Un modèle politique et sécuritaire singulier.
Le principal argument en faveur du Salvador comme idéal-type repose sur sa transformation radicale en matière de sécurité. En instaurant un état d’exception prolongé, Bukele a lancé une offensive sans précédent contre les gangs, avec plus de 75 000 arrestations en moins de deux ans. Le pays est alors passé d’un des plus violents au monde à l’un des plus sûrs d’Amérique latine. Une performance qui séduit des dirigeants confrontés à des crises similaires, comme en Équateur ou au Honduras.
Mais ce succès repose sur un contrôle renforcé de l’État. Bukele a remodelé les institutions à son avantage, affaibli la séparation des pouvoirs et réduit l’espace démocratique. La Cour suprême a été renouvelée, la Constitution interprétée de manière à lui permettre de briguer un second mandat, et les médias critiques subissent une forte pression. Parallèlement, les organisations de défense des droits humains dénoncent des arrestations arbitraires et des conditions de détention alarmantes, mais ces critiques peinent à entamer la popularité du président, qui reste largement soutenu par une population fatiguée de l’insécurité.
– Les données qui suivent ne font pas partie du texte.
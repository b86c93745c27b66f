use common::{Candle, SignalKind};

use crate::pattern::{detect_engulfing, Engulfing};
use crate::{EvalContext, Evaluation, Strategy};

/// Signals on the engulfing pattern alone.
#[derive(Debug, Clone)]
pub struct EngulfingStrategy {
    name: String,
}

impl EngulfingStrategy {
    pub const WINDOW: usize = 2;

    pub fn new(name: impl Into<String>) -> Self {
        Self { name: name.into() }
    }
}

impl Strategy for EngulfingStrategy {
    fn name(&self) -> &str {
        &self.name
    }

    fn window(&self) -> usize {
        Self::WINDOW
    }

    fn evaluate(&self, window: &[Candle], _ctx: &EvalContext) -> Evaluation {
        let [.., prev, curr] = window else {
            return Evaluation::neutral("insufficient window: need 2 candles");
        };
        match detect_engulfing(prev, curr) {
            Engulfing::Bullish => Evaluation::new(SignalKind::Call, "bullish engulfing"),
            Engulfing::Bearish => Evaluation::new(SignalKind::Put, "bearish engulfing"),
            Engulfing::Neither => Evaluation::neutral("no engulfing pattern"),
        }
    }
}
L’autre aspect du « modèle Bukele » repose sur une communication millimétrée. Loin des canaux traditionnels, il privilégie les réseaux sociaux pour s’adresser directement aux citoyens, mettant en scène des vidéos de descentes policières spectaculaires ou d’arrestations massives qui renforcent son image d’homme fort. Cette stratégie lui permet de contrôler le récit politique et d’éclipser les contre-discours, une approche qui séduit d’autres dirigeants en quête d’un pouvoir sans opposition forte. Le Salvador devient ainsi une référence pour ceux qui privilégient l’ordre et l’efficacité aux dépens des contre-pouvoirs.
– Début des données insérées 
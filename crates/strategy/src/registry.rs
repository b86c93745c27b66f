use std::collections::HashMap;
use std::str::FromStr;
use std::sync::Arc;

use rust_decimal::Decimal;
use tracing::info;

use common::{Error, Result, TrendPolicy};

use crate::config::{StrategyDefinition, StrategyFileConfig};
use crate::indicators::IndicatorSettings;
use crate::{
    BreakoutAnchor, BreakoutStrategy, ConfluenceStrategy, ConfluenceThresholds,
    EngulfingStrategy, RsiSmaStrategy, RsiSmaThresholds, Strategy,
};

/// Named strategy instances shared by every request.
pub struct StrategyRegistry {
    strategies: Vec<Arc<dyn Strategy>>,
    default: String,
    indicators: IndicatorSettings,
}

impl StrategyRegistry {
    /// Strategy used when a request names none.
    pub const DEFAULT_STRATEGY: &'static str = "confluence";

    /// Build the registry from config. An empty file yields the built-in set.
    pub fn from_config(file_cfg: &StrategyFileConfig) -> Result<Self> {
        if file_cfg.strategies.is_empty() {
            let mut registry = Self::builtin();
            registry.indicators = file_cfg.indicators.clone();
            return Ok(registry);
        }

        let mut strategies: Vec<Arc<dyn Strategy>> = Vec::new();
        for def in &file_cfg.strategies {
            if strategies.iter().any(|s| s.name() == def.name) {
                return Err(Error::Config(format!("duplicate strategy name '{}'", def.name)));
            }
            let strategy = build_strategy(def)?;
            info!(name = %strategy.name(), kind = %def.strategy_type, "Registered strategy");
            strategies.push(strategy);
        }

        let default = strategies
            .iter()
            .map(|s| s.name())
            .find(|name| *name == Self::DEFAULT_STRATEGY)
            .unwrap_or_else(|| strategies[0].name())
            .to_string();

        Ok(Self {
            strategies,
            default,
            indicators: file_cfg.indicators.clone(),
        })
    }

    /// Every strategy type with its default parameters.
    pub fn builtin() -> Self {
        let strategies: Vec<Arc<dyn Strategy>> = vec![
            Arc::new(ConfluenceStrategy::new(
                Self::DEFAULT_STRATEGY,
                ConfluenceThresholds::standard(),
            )),
            Arc::new(ConfluenceStrategy::new(
                "confluence_strict",
                ConfluenceThresholds::strict(),
            )),
            Arc::new(BreakoutStrategy::new("breakout", BreakoutAnchor::default())),
            Arc::new(BreakoutStrategy::new("breakout_open", BreakoutAnchor::BreakoutOpen)),
            Arc::new(EngulfingStrategy::new("engulfing")),
            Arc::new(RsiSmaStrategy::new("rsi_sma", RsiSmaThresholds::default())),
        ];
        Self {
            strategies,
            default: Self::DEFAULT_STRATEGY.to_string(),
            indicators: IndicatorSettings::default(),
        }
    }

    /// Look up by name; `None` selects the default strategy.
    pub fn get(&self, name: Option<&str>) -> Option<Arc<dyn Strategy>> {
        let name = name.map(str::trim).filter(|n| !n.is_empty()).unwrap_or(&self.default);
        self.strategies.iter().find(|s| s.name() == name).cloned()
    }

    pub fn names(&self) -> Vec<&str> {
        self.strategies.iter().map(|s| s.name()).collect()
    }

    pub fn default_name(&self) -> &str {
        &self.default
    }

    pub fn indicators(&self) -> &IndicatorSettings {
        &self.indicators
    }
}

impl std::fmt::Debug for StrategyRegistry {
    fn fmt(&self, f: &mut std::fmt::Formatter<'_>) -> std::fmt::Result {
        f.debug_struct("StrategyRegistry")
            .field("strategies", &self.names())
            .field("default", &self.default)
            .finish()
    }
}

// ─── Strategy builders ────────────────────────────────────────────────────────

fn build_strategy(def: &StrategyDefinition) -> Result<Arc<dyn Strategy>> {
    let params = &def.params;
    match def.strategy_type.as_str() {
        "breakout" => {
            let anchor = match param_str(params, "anchor") {
                Some(s) => BreakoutAnchor::from_str(s)?,
                None => BreakoutAnchor::default(),
            };
            Ok(Arc::new(BreakoutStrategy::new(&def.name, anchor)))
        }
        "confluence" => {
            let mut thresholds = match param_str(params, "preset") {
                Some(preset) => ConfluenceThresholds::preset(preset).ok_or_else(|| {
                    Error::Config(format!("unknown confluence preset '{preset}'"))
                })?,
                None => ConfluenceThresholds::standard(),
            };
            thresholds.rsi_call_below =
                param_decimal(params, "rsi_call_below", thresholds.rsi_call_below);
            thresholds.rsi_put_above =
                param_decimal(params, "rsi_put_above", thresholds.rsi_put_above);
            thresholds.proximity = param_decimal(params, "proximity", thresholds.proximity);

            let policy = match param_str(params, "trend_policy") {
                Some(s) => TrendPolicy::from_str(s)?,
                None => TrendPolicy::default(),
            };
            let mut strategy =
                ConfluenceStrategy::new(&def.name, thresholds).with_trend_policy(policy);
            if let Some(window) = param_usize(params, "level_window") {
                strategy = strategy.with_level_window(window);
            }
            Ok(Arc::new(strategy))
        }
        "engulfing" => Ok(Arc::new(EngulfingStrategy::new(&def.name))),
        "rsi_sma" => {
            let d = RsiSmaThresholds::default();
            let thresholds = RsiSmaThresholds {
                strong_overbought: param_decimal(params, "strong_overbought", d.strong_overbought),
                strong_oversold: param_decimal(params, "strong_oversold", d.strong_oversold),
                overbought: param_decimal(params, "overbought", d.overbought),
                oversold: param_decimal(params, "oversold", d.oversold),
                strong_confidence: param_decimal(params, "strong_confidence", d.strong_confidence),
                weak_confidence: param_decimal(params, "weak_confidence", d.weak_confidence),
            };
            Ok(Arc::new(RsiSmaStrategy::new(&def.name, thresholds)))
        }
        other => Err(Error::Config(format!(
            "unknown strategy type '{other}' for '{}'",
            def.name
        ))),
    }
}

fn param_decimal(params: &HashMap<String, toml::Value>, key: &str, default: Decimal) -> Decimal {
    params
        .get(key)
        .and_then(|v| match v {
            toml::Value::Float(f) => Decimal::from_str(&f.to_string()).ok(),
            toml::Value::Integer(i) => Some(Decimal::from(*i)),
            toml::Value::String(s) => Decimal::from_str(s.trim()).ok(),
            _ => None,
        })
        .unwrap_or(default)
}

fn param_usize(params: &HashMap<String, toml::Value>, key: &str) -> Option<usize> {
    params
        .get(key)
        .and_then(|v| v.as_integer())
        .and_then(|v| usize::try_from(v).ok())
}

fn param_str<'a>(params: &'a HashMap<String, toml::Value>, key: &str) -> Option<&'a str> {
    params.get(key).and_then(|v| v.as_str())
}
Un modèle exportable pour l’Amérique latine ?
Face à l’engouement que suscite Bukele, la question de la transférabilité de son modèle se pose. L’Équateur, confronté à une explosion de la violence liée au narcotrafic, tente d’adopter certaines de ses méthodes comme l’état d’urgence et la militarisation de la lutte contre le crime. D’autres pays observent également avec intérêt l’expérience salvadorienne, séduits par des résultats immédiats en matière de sécurité.
Cependant, plusieurs limites apparaissent. D’une part, le Salvador est un pays de petite taille, dont la société, éprouvée par des décennies de guerre civile et de violence des gangs, se montre plus réceptive à des mesures radicales. Dans d’autres contextes, où la mémoire de régimes autoritaires est encore vive, une telle approche pourrait susciter davantage de résistance populaire.
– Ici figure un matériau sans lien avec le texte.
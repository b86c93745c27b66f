use rust_decimal::Decimal;
use serde::{Deserialize, Serialize};

/// Moving-average flavour used for the fast/slow trend lines.
#[derive(Debug, Clone, Copy, PartialEq, Eq, Default, Serialize, Deserialize)]
#[serde(rename_all = "lowercase")]
pub enum AverageKind {
    #[default]
    Sma,
    Ema,
}

impl AverageKind {
    pub fn compute(&self, values: &[Decimal], period: usize) -> Option<Decimal> {
        match self {
            AverageKind::Sma => sma(values, period),
            AverageKind::Ema => ema(values, period),
        }
    }
}

/// Simple average of the last `period` values.
pub fn sma(values: &[Decimal], period: usize) -> Option<Decimal> {
    if period == 0 || values.len() < period {
        return None;
    }
    let tail = &values[values.len() - period..];
    Some(tail.iter().copied().sum::<Decimal>() / Decimal::from(period))
}

/// Exponential Moving Average of the last `period` values in `values`.
/// Seeded with the SMA of the oldest `period` values of the lookback.
pub fn ema(values: &[Decimal], period: usize) -> Option<Decimal> {
    if period == 0 || values.len() < period {
        return None;
    }
    let k = Decimal::TWO / (Decimal::from(period) + Decimal::ONE);
    let start = values.len().saturating_sub(period * 3); // enough history
    let slice = &values[start..];

    let mut ema_val = slice[..period].iter().copied().sum::<Decimal>() / Decimal::from(period);
    for &price in &slice[period..] {
        ema_val = price * k + ema_val * (Decimal::ONE - k);
    }
    Some(ema_val.round_dp(10))
}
D’autre part, l’économie salvadorienne repose largement sur les envois de fonds des expatriés, un facteur qui n’existe pas forcément ailleurs et qui permet à Bukele d’éviter des crises économiques majeures. De plus, la mainmise du gouvernement sur les institutions judiciaires et législatives ne serait pas aussi facilement reproductible dans des pays où les équilibres démocratiques sont plus ancrés.
Enfin, l’efficacité du modèle salvadorien repose sur une conjoncture particulière. Un exécutif fort, un contexte d’urgence qui justifie des mesures d’exception, et une population prête à accepter des restrictions aux libertés en échange de la sécurité. Or, ces conditions ne sont pas garanties ailleurs. Si certains États latino-américains s’inspirent du Salvador, l’application de ce modèle à grande échelle reste incertaine.
Dès lors, en s’appuyant sur la pensée de Max Weber, on peut considérer le « modèle Bukele » comme un idéal-type d’autoritarisme efficace. Pour Weber, un idéal-type n’est pas une norme à atteindre, mais une construction théorique qui met en lumière les caractéristiques les plus marquantes d’un phénomène. Ici, le Salvador illustre un modèle singulier, où la domination charismatique de Bukele joue un rôle central. Son leadership repose sur une mise en scène de son pouvoir, une communication ultra-maîtrisée et une capacité à incarner, aux yeux de la population, le seul rempart contre le chaos. Il incarne l’autorité et l’efficacité, au détriment des institutions démocratiques classiques.
Cependant, si ce modèle séduit – de Trump à Milei en passant par des dirigeants latino-américains confrontés à la criminalité –, il demeure difficilement exportable. D’une part, le Salvador est un petit pays avec une histoire marquée par la guerre civile et une population habituée à la violence, ce qui rend les mesures radicales plus acceptables. D’autre part, son économie repose sur des facteurs spécifiques, comme les envois de fonds de la diaspora, qui amortissent les chocs sociaux et économiques. Enfin, la centralisation extrême du pouvoir autour d’un leader charismatique rend ce modèle fragile, car son efficacité sans Bukele reste incertaine.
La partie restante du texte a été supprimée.